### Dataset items
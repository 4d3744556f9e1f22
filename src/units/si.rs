
//! Named SI units, built once and shared by every variable declared
//! in them.

use super::dimension::BaseDimension::*;
use super::unit::Unit;

use num::One;
use num::pow::Pow;
use once_cell::sync::Lazy;

pub static DIMENSIONLESS: Lazy<Unit> = Lazy::new(Unit::one);

pub static KILOGRAM: Lazy<Unit> = Lazy::new(|| Unit::from(Mass));
pub static METER: Lazy<Unit> = Lazy::new(|| Unit::from(Length));
pub static SECOND: Lazy<Unit> = Lazy::new(|| Unit::from(Time));
pub static KELVIN: Lazy<Unit> = Lazy::new(|| Unit::from(Temperature));
pub static MOLE: Lazy<Unit> = Lazy::new(|| Unit::from(AmountOfSubstance));

pub static NEWTON: Lazy<Unit> = Lazy::new(|| *KILOGRAM * *METER / SECOND.pow(2));
pub static JOULE: Lazy<Unit> = Lazy::new(|| *NEWTON * *METER);
pub static PASCAL: Lazy<Unit> = Lazy::new(|| *NEWTON / METER.pow(2));
pub static WATT: Lazy<Unit> = Lazy::new(|| *JOULE / *SECOND);
//! Write-once store of variable descriptors, keyed by name.

use super::variable::Variable;
use crate::units::Unit;

use thiserror::Error;

use std::collections::HashMap;

/// A set of [`Variable`] descriptors with unique names.
///
/// Names may be declared once and never removed or redeclared.
/// Iteration follows declaration order.
#[derive(Debug, Clone, Default)]
pub struct Registry {
  variables: Vec<Variable>,
  index: HashMap<String, usize>,
}

#[derive(Debug, Clone, Error, PartialEq, Eq)]
pub enum RegistryError {
  #[error("Variable '{name}' is already declared")]
  DuplicateName { name: String },
  #[error("No such variable '{name}'")]
  UnknownVariable { name: String },
}

impl Registry {
  pub fn new() -> Self {
    Self::default()
  }

  /// Adds `variable` under its own name. Fails, leaving the existing
  /// declaration in place, if the name is taken.
  pub fn declare(&mut self, variable: Variable) -> Result<&Variable, RegistryError> {
    if self.index.contains_key(variable.name()) {
      return Err(RegistryError::DuplicateName { name: variable.name().to_owned() });
    }
    tracing::debug!(variable = variable.name(), unit = %variable.unit(), "declared variable");
    let position = self.variables.len();
    self.index.insert(variable.name().to_owned(), position);
    self.variables.push(variable);
    Ok(&self.variables[position])
  }

  pub fn lookup(&self, name: &str) -> Result<&Variable, RegistryError> {
    match self.index.get(name) {
      Some(&position) => Ok(&self.variables[position]),
      None => Err(RegistryError::UnknownVariable { name: name.to_owned() }),
    }
  }

  pub fn contains(&self, name: &str) -> bool {
    self.index.contains_key(name)
  }

  pub fn all_names(&self) -> impl Iterator<Item = &str> + '_ {
    self.variables.iter().map(Variable::name)
  }

  pub fn iter(&self) -> impl Iterator<Item = &Variable> + '_ {
    self.variables.iter()
  }

  /// Every variable measured in exactly `unit`.
  pub fn with_unit(&self, unit: Unit) -> impl Iterator<Item = &Variable> + '_ {
    self.variables.iter().filter(move |var| *var.unit() == unit)
  }

  pub fn len(&self) -> usize {
    self.variables.len()
  }

  pub fn is_empty(&self) -> bool {
    self.variables.is_empty()
  }
}

impl<'a> IntoIterator for &'a Registry {
  type Item = &'a Variable;
  type IntoIter = std::slice::Iter<'a, Variable>;

  fn into_iter(self) -> Self::IntoIter {
    self.variables.iter()
  }
}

### TRY IT
Only the lines from the one that contains "pub fn lookup(&self, name: &str)" to the end of the entries above should be given again, exactly and in full.

### TASK RESULT
  pub fn lookup(&self, name: &str) -> Result<&Variable, RegistryError> {
    match self.index.get(name) {
      Some(&position) => Ok(&self.variables[position]),
      None => Err(RegistryError::UnknownVariable { name: name.to_owned() }),
    }
  }

  pub fn contains(&self, name: &str) -> bool {
    self.index.contains_key(name)
  }

  pub fn all_names(&self) -> impl Iterator<Item = &str> + '_ {
    self.variables.iter().map(Variable::name)
  }

  pub fn iter(&self) -> impl Iterator<Item = &Variable> + '_ {
    self.variables.iter()
  }

  /// Every variable measured in exactly `unit`.
  pub fn with_unit(&self, unit: Unit) -> impl Iterator<Item = &Variable> + '_ {
    self.variables.iter().filter(move |var| *var.unit() == unit)
  }

  pub fn len(&self) -> usize {
    self.variables.len()
  }

  pub fn is_empty(&self) -> bool {
    self.variables.is_empty()
  }
}

impl<'a> IntoIterator for &'a Registry {
  type Item = &'a Variable;
  type IntoIter = std::slice::Iter<'a, Variable>;

  fn into_iter(self) -> Self::IntoIter {
    self.variables.iter()
  }
}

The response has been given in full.